*Input data*:
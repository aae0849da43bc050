//! The text report handed from the scan stage to the convert stage.
//!
//! The report is a line-oriented, whitespace-significant format. The
//! generator and the parser share the field prefixes below; changing one of
//! them breaks reports written by earlier runs.

mod generator;
mod parser;
mod types;

pub use generator::{render_record, render_report};
pub use parser::parse_report;
pub use types::{AudioFileRecord, ReportEntry, ScanFailure, ScanReport, ScanSummary};

pub(crate) const FILE_PREFIX: &str = "File: ";
pub(crate) const TYPE_PREFIX: &str = "  Type: ";
pub(crate) const FORMAT_PREFIX: &str = "  Format: ";
pub(crate) const SIZE_PREFIX: &str = "  Size: ";
pub(crate) const SAMPLE_RATE_PREFIX: &str = "  Sample Rate: ";
pub(crate) const BIT_DEPTH_PREFIX: &str = "  Bit Depth: ";
pub(crate) const CHANNELS_PREFIX: &str = "  Channels: ";
pub(crate) const BITRATE_PREFIX: &str = "  Bitrate: ";
pub(crate) const COMPATIBLE_PREFIX: &str = "  CDJ Compatible: ";
pub(crate) const ISSUES_HEADER: &str = "  Compatibility Issues:";
pub(crate) const ISSUE_PREFIX: &str = "    - ";
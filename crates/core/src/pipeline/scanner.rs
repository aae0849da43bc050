//! Library scanning.

use chrono::Local;
use std::path::{Path, PathBuf};
use tracing::{debug, info, warn};
use walkdir::WalkDir;

use super::PipelineError;
use crate::compat::AudioProperties;
use crate::config::LibraryConfig;
use crate::converter::{Converter, MediaInfo};
use crate::report::{render_report, AudioFileRecord, ScanFailure, ScanReport};

fn normalize_extension(ext: &str) -> String {
    ext.trim_start_matches('.').to_ascii_lowercase()
}

/// Recursively collects files under `root` whose extension is in `extensions`.
///
/// Matching is case-insensitive and the leading dot is optional. Results are
/// sorted by file name within each directory. Directories in `excluded` are
/// not descended into. Unreadable entries are logged and skipped.
pub fn discover_audio_files(
    root: &Path,
    extensions: &[String],
    excluded: &[PathBuf],
) -> Vec<PathBuf> {
    let wanted: Vec<String> = extensions.iter().map(|e| normalize_extension(e)).collect();
    let excluded: Vec<PathBuf> = excluded
        .iter()
        .filter_map(|dir| std::fs::canonicalize(dir).ok())
        .collect();
    let mut files = Vec::new();

    let walker = WalkDir::new(root)
        .sort_by_file_name()
        .into_iter()
        .filter_entry(|entry| {
            let skip = entry.depth() > 0
                && entry.file_type().is_dir()
                && std::fs::canonicalize(entry.path())
                    .map(|dir| excluded.contains(&dir))
                    .unwrap_or(false);
            if skip {
                debug!("Skipping excluded directory: {}", entry.path().display());
            }
            !skip
        });

    for entry in walker {
        let entry = match entry {
            Ok(entry) => entry,
            Err(e) => {
                warn!("Skipping unreadable entry: {}", e);
                continue;
            }
        };
        if !entry.file_type().is_file() {
            continue;
        }
        let ext = entry
            .path()
            .extension()
            .and_then(|e| e.to_str())
            .map(normalize_extension)
            .unwrap_or_default();
        if wanted.contains(&ext) {
            files.push(entry.into_path());
        }
    }

    files
}

/// Returns the format label for a file when its container agrees with its
/// extension.
pub fn detect_format_label(file_type: &str, info: &MediaInfo) -> Option<&'static str> {
    match file_type {
        ".mp3" if info.has_format("mp3") => Some("MP3"),
        ".wav" | ".wave" if info.has_format("wav") => Some("WAV"),
        ".flac" if info.has_format("flac") => Some("FLAC"),
        ".aif" | ".aiff" if info.has_format("aiff") => Some("AIFF"),
        ".m4a" if ["m4a", "mp4", "mov"].iter().any(|f| info.has_format(f)) => Some("M4A"),
        ".ogg" if info.has_format("ogg") => Some("OGG"),
        _ => None,
    }
}

/// Path relative to `root`, `/`-separated.
fn relative_name(root: &Path, path: &Path) -> String {
    match path.strip_prefix(root) {
        Ok(relative) => relative
            .components()
            .map(|c| c.as_os_str().to_string_lossy())
            .collect::<Vec<_>>()
            .join("/"),
        Err(_) => path.to_string_lossy().to_string(),
    }
}

fn file_type_of(path: &Path) -> String {
    path.extension()
        .and_then(|e| e.to_str())
        .map(|e| format!(".{}", e.to_ascii_lowercase()))
        .unwrap_or_default()
}

fn build_record(root: &Path, path: &Path, info: &MediaInfo) -> AudioFileRecord {
    let file_type = file_type_of(path);
    let label = detect_format_label(&file_type, info);
    let bitrate_kbps = match label {
        Some("MP3" | "M4A" | "OGG") => info.bitrate_kbps,
        _ => None,
    };

    AudioFileRecord::new(
        relative_name(root, path),
        info.size_bytes,
        label.map(str::to_string),
        AudioProperties {
            file_type,
            sample_rate: info.sample_rate,
            bit_depth: info.bit_depth,
            channels: info.channels,
            bitrate_kbps,
        },
    )
}

/// Scans a library directory and evaluates every audio file found.
pub struct LibraryScanner<C: Converter> {
    converter: C,
    extensions: Vec<String>,
    excluded_dirs: Vec<PathBuf>,
}

impl<C: Converter> LibraryScanner<C> {
    /// Creates a scanner probing files with `converter`.
    pub fn new(converter: C, config: &LibraryConfig) -> Self {
        Self {
            converter,
            extensions: config.extensions.clone(),
            excluded_dirs: Vec::new(),
        }
    }

    /// Leaves `dir` out of the scan, e.g. the conversion output directory.
    pub fn with_excluded_dir(mut self, dir: impl Into<PathBuf>) -> Self {
        self.excluded_dirs.push(dir.into());
        self
    }

    /// Probes every audio file under `root`.
    ///
    /// Files that cannot be probed are listed as failures. A missing probe
    /// tool aborts the scan.
    pub async fn scan(&self, root: &Path) -> Result<ScanReport, PipelineError> {
        if !root.is_dir() {
            return Err(PipelineError::RootNotFound {
                path: root.to_path_buf(),
            });
        }

        info!("Scanning directory: {}", root.display());
        let files = discover_audio_files(root, &self.extensions, &self.excluded_dirs);
        info!("Found {} audio files", files.len());

        let mut records = Vec::with_capacity(files.len());
        let mut failures = Vec::new();

        for path in files {
            debug!("Probing {} with {}", path.display(), self.converter.name());
            match self.converter.probe(&path).await {
                Ok(info) => records.push(build_record(root, &path, &info)),
                Err(e) if e.is_tool_missing() => return Err(PipelineError::ToolUnavailable(e)),
                Err(e) => {
                    warn!("Error processing {}: {}", path.display(), e);
                    failures.push(ScanFailure {
                        path,
                        reason: e.to_string(),
                    });
                }
            }
        }

        let report = ScanReport {
            root_dir: root.to_path_buf(),
            generated_at: Local::now(),
            records,
            failures,
        };

        let summary = report.summary();
        info!(
            "Scan complete: {} files read, {} compatible, {} failed",
            summary.total,
            summary.compatible,
            report.failures.len()
        );

        Ok(report)
    }
}

/// Renders `report` and writes it to `path`, creating parent directories.
pub async fn write_report(report: &ScanReport, path: &Path) -> Result<(), PipelineError> {
    let to_write_error = |source| PipelineError::ReportWrite {
        path: path.to_path_buf(),
        source,
    };

    if let Some(parent) = path.parent().filter(|p| !p.as_os_str().is_empty()) {
        tokio::fs::create_dir_all(parent)
            .await
            .map_err(to_write_error)?;
    }
    tokio::fs::write(path, render_report(report))
        .await
        .map_err(to_write_error)?;

    info!("Report saved to: {}", path.display());
    Ok(())
}
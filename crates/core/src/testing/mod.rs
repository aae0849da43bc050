//! Testing utilities and mock implementations.
//!
//! [`MockConverter`] stands in for ffmpeg/ffprobe so the scan and convert
//! stages can be exercised without either installed.
//!
//! # Example
//!
//! ```rust,ignore
//! use cdjcheck_core::testing::{fixtures, MockConverter};
//!
//! let converter = MockConverter::new();
//! converter
//!     .set_probe_result("/music/lofi.mp3", fixtures::media_info("/music/lofi.mp3", "mp3"))
//!     .await;
//! ```

mod mock_converter;

pub use mock_converter::{MockConverter, RecordedConversion};

/// Test fixtures and helper functions.
pub mod fixtures {
    use std::path::PathBuf;

    use crate::converter::MediaInfo;

    /// Stereo 44.1 kHz media info for `path` with the given container format.
    pub fn media_info(path: &str, format: &str) -> MediaInfo {
        MediaInfo {
            path: PathBuf::from(path),
            size_bytes: 8 * 1024 * 1024,
            format: format.to_string(),
            audio_codec: None,
            sample_rate: Some(44100),
            bit_depth: None,
            channels: Some(2),
            bitrate_kbps: None,
        }
    }
}
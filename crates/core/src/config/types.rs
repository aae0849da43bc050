use serde::{Deserialize, Serialize};
use std::path::PathBuf;

use crate::converter::ConverterConfig;

/// Root configuration
#[derive(Debug, Clone, Default, PartialEq, Deserialize, Serialize)]
pub struct Config {
    #[serde(default)]
    pub library: LibraryConfig,
    #[serde(default)]
    pub report: ReportConfig,
    #[serde(default)]
    pub converter: ConverterConfig,
}

/// Audio library configuration
#[derive(Debug, Clone, PartialEq, Deserialize, Serialize)]
pub struct LibraryConfig {
    /// Directory scanned recursively and read from during conversion
    #[serde(default = "default_root_dir")]
    pub root_dir: PathBuf,
    /// File extensions treated as audio (case-insensitive, leading dot optional)
    #[serde(default = "default_extensions")]
    pub extensions: Vec<String>,
}

impl Default for LibraryConfig {
    fn default() -> Self {
        Self {
            root_dir: default_root_dir(),
            extensions: default_extensions(),
        }
    }
}

fn default_root_dir() -> PathBuf {
    PathBuf::from(".")
}

fn default_extensions() -> Vec<String> {
    [".mp3", ".wav", ".wave", ".flac", ".aif", ".aiff", ".m4a", ".ogg"]
        .iter()
        .map(|e| e.to_string())
        .collect()
}

/// Report file configuration
#[derive(Debug, Clone, PartialEq, Deserialize, Serialize)]
pub struct ReportConfig {
    #[serde(default = "default_report_path")]
    pub path: PathBuf,
}

impl Default for ReportConfig {
    fn default() -> Self {
        Self {
            path: default_report_path(),
        }
    }
}

fn default_report_path() -> PathBuf {
    PathBuf::from("audio_metadata_report.txt")
}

*What you should do*: Exactly as they stand, set down the lines from the top of the data through the line with "changing one of".

*Answer box*:
repository aae0849da43bc050
//! The text report handed from the scan stage to the convert stage.
//!
//! The report is a line-oriented, whitespace-significant format. The
//! generator and the parser share the field prefixes below; changing one of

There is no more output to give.